Crisis for Verhofstadt’s party in European elections as Czech leader faces fraud charges
Mr Babis, who is a member of Guy Verhofstadt’s EU party group ALDE, is subject of a police investigation into his possible involvement in an alleged £1.7 million misuse of EU subsidies. Prague’s public prosecutor said the police had handed investigation files to prosecutors, according to a spokesman. “The investigation by the police has been concluded and there is a recommendation to indict all those charged by the police,” the spokesman said.
Mr Babis, the country’s second richest man, was amongst those who were charged by the police, the spokesman added.
Prosecutors must now decide whether to formally charge Mr Babis, who if found guilty could face between five and 10 years in prison.
Mr Babis, an outspoken media and chemical tycoon, denied any wrongdoing and said the case was part of a political plot against him.
“It has been politicised,” he told the state’s CTK news agency on Wednesday.
He told Czech radio: “This is a live case, and this is proof that it is a conspiracy, a political case.
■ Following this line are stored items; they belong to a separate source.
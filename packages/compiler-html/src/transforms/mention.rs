use super::{visit_elements, Transform, Visit};
use crate::dom::{HtmlElement, HtmlNode};
use crate::error::ExportError;
use crate::export::ExportOptions;
use cyclenotes_document::markers;

#[derive(Debug)]
pub struct MentionRendering;

impl Transform for MentionRendering {
    fn name(&self) -> &'static str {
        "mention"
    }

    fn apply(&self, nodes: &mut [HtmlNode], _options: &ExportOptions) -> Result<usize, ExportError> {
        let mut count = 0;
        visit_elements(nodes, None, &mut |node, _parent| {
            let HtmlNode::Element(element) = node else {
                return Ok(Visit::Descend);
            };
            if !element.has_attr(markers::MENTION) {
                return Ok(Visit::Descend);
            }

            let name = match element.attr(markers::MENTION_NAME) {
                Some(name) if !name.trim().is_empty() => name.trim().to_string(),
                _ => element.text_content().trim().trim_start_matches('@').to_string(),
            };

            *node = HtmlElement::new("span")
                .with_class(markers::MENTION_CLASS)
                .with_attr("data-mention", name.as_str())
                .with_text(format!("@{}", name))
                .into();
            count += 1;
            Ok(Visit::Skip)
        })?;
        Ok(count)
    }
}
use super::{visit_elements, Transform, Visit};
use crate::dom::{HtmlElement, HtmlNode};
use crate::error::ExportError;
use crate::export::ExportOptions;
use cyclenotes_document::markers;

const EDITOR_HASHTAG_CLASS: &str = "editor-hashtag";

/// Hashtags become links to the tag listing under
/// [`ExportOptions::tag_base_path`]
#[derive(Debug)]
pub struct HashtagRendering;

impl Transform for HashtagRendering {
    fn name(&self) -> &'static str {
        "hashtag"
    }

    fn apply(&self, nodes: &mut [HtmlNode], options: &ExportOptions) -> Result<usize, ExportError> {
        let mut count = 0;
        visit_elements(nodes, None, &mut |node, _parent| {
            let HtmlNode::Element(element) = node else {
                return Ok(Visit::Descend);
            };
            if !is_hashtag(element) {
                return Ok(Visit::Descend);
            }

            let tag = match element.attr(markers::HASHTAG) {
                Some(tag) if !tag.trim().is_empty() => tag.trim().to_string(),
                _ => element.text_content().trim().trim_start_matches('#').to_string(),
            };
            if tag.is_empty() {
                return Ok(Visit::Skip);
            }

            *node = HtmlElement::new("a")
                .with_class(markers::HASHTAG_CLASS)
                .with_attr("href", tag_href(&options.tag_base_path, &tag))
                .with_attr("data-hashtag", tag.as_str())
                .with_text(format!("#{}", tag))
                .into();
            count += 1;
            Ok(Visit::Skip)
        })?;
        Ok(count)
    }
}

fn is_hashtag(element: &HtmlElement) -> bool {
    if element.is("a") && element.has_attr("data-hashtag") {
        return false;
    }
    (element.is("span") || element.is("a"))
        && (element.has_attr(markers::HASHTAG)
            || element.has_class(markers::HASHTAG_CLASS)
            || element.has_class(EDITOR_HASHTAG_CLASS))
}

fn tag_href(base: &str, tag: &str) -> String {
    format!("{}/{}", base.trim_end_matches('/'), urlencoding::encode(tag))
}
Because I do not understand how you can know about this earlier than I do.
“Can you please explain to me how it is possible that media know about this from a live case before people who are directly involved?”
The case involves a farm that received a number of EU subsidies after its ownership was transferred from Mr Babis’ Agrofert group of 250 companies to his family members.
The subsidies were meant for small and medium businesses and Agrofert would not have been eligible.
In the Czech legal system, police bring initial charges. They then investigate and present findings to a state attorney who then decides whether to go to court, ask the police to investigate further or halt proceedings.
The European Union’s OLAF anti-fraud squad has also been looking into the case, according to a spokesman.
Mr Babis’ coalition government has been left on the rocks by the announcements and allegations.
His junior coalition partner – the centre-left Social democrats – have previously threatened to pull out of the government in the past over the accusations.
A spokesman for the party said they would wait for a decision by the state attorney before taking action.
Opposition politicians look to use the news as a boost ahead of the European Parliament elections, which are just six weeks away.
Mr Babis’ ANO party currently has a double-digit lead in the opinion polls ahead of the vote.
Petr Fiala, head of the ODS party, the Czech Republic’s largest opposition group, said: “If Prime Minister Babis is really charged, he should resign in order to resolve his personal and business problems, as any other citizen would in such a situation.
“His case is damaging the reputation of the government as well as the reputation of the Czech Republic abroad.”
The investigation into Mr Babis has marred his past two years and complicated his efforts to form a government after ANO became the biggest parliamentary group after the Czech elections in 2017.
The country is not due to hold national elections until 2021 but will take part in the EU Parliament elections in May.
Mr Babis is a member of the liberal ALDE group, whose EU Parliament bloc are current chaired by Guy Verhofstadt.
It will leave Mr Verhofstadt in a sticky situation after the former Belgian prime minister demanded rivals in the European People’s Party deal with their own black sheep.
Last December, the EU Parliament voted through a resolution ordering the European Commission to stop subsidies to companies linked to Mr Babis and investigate all possible conflicts of interest.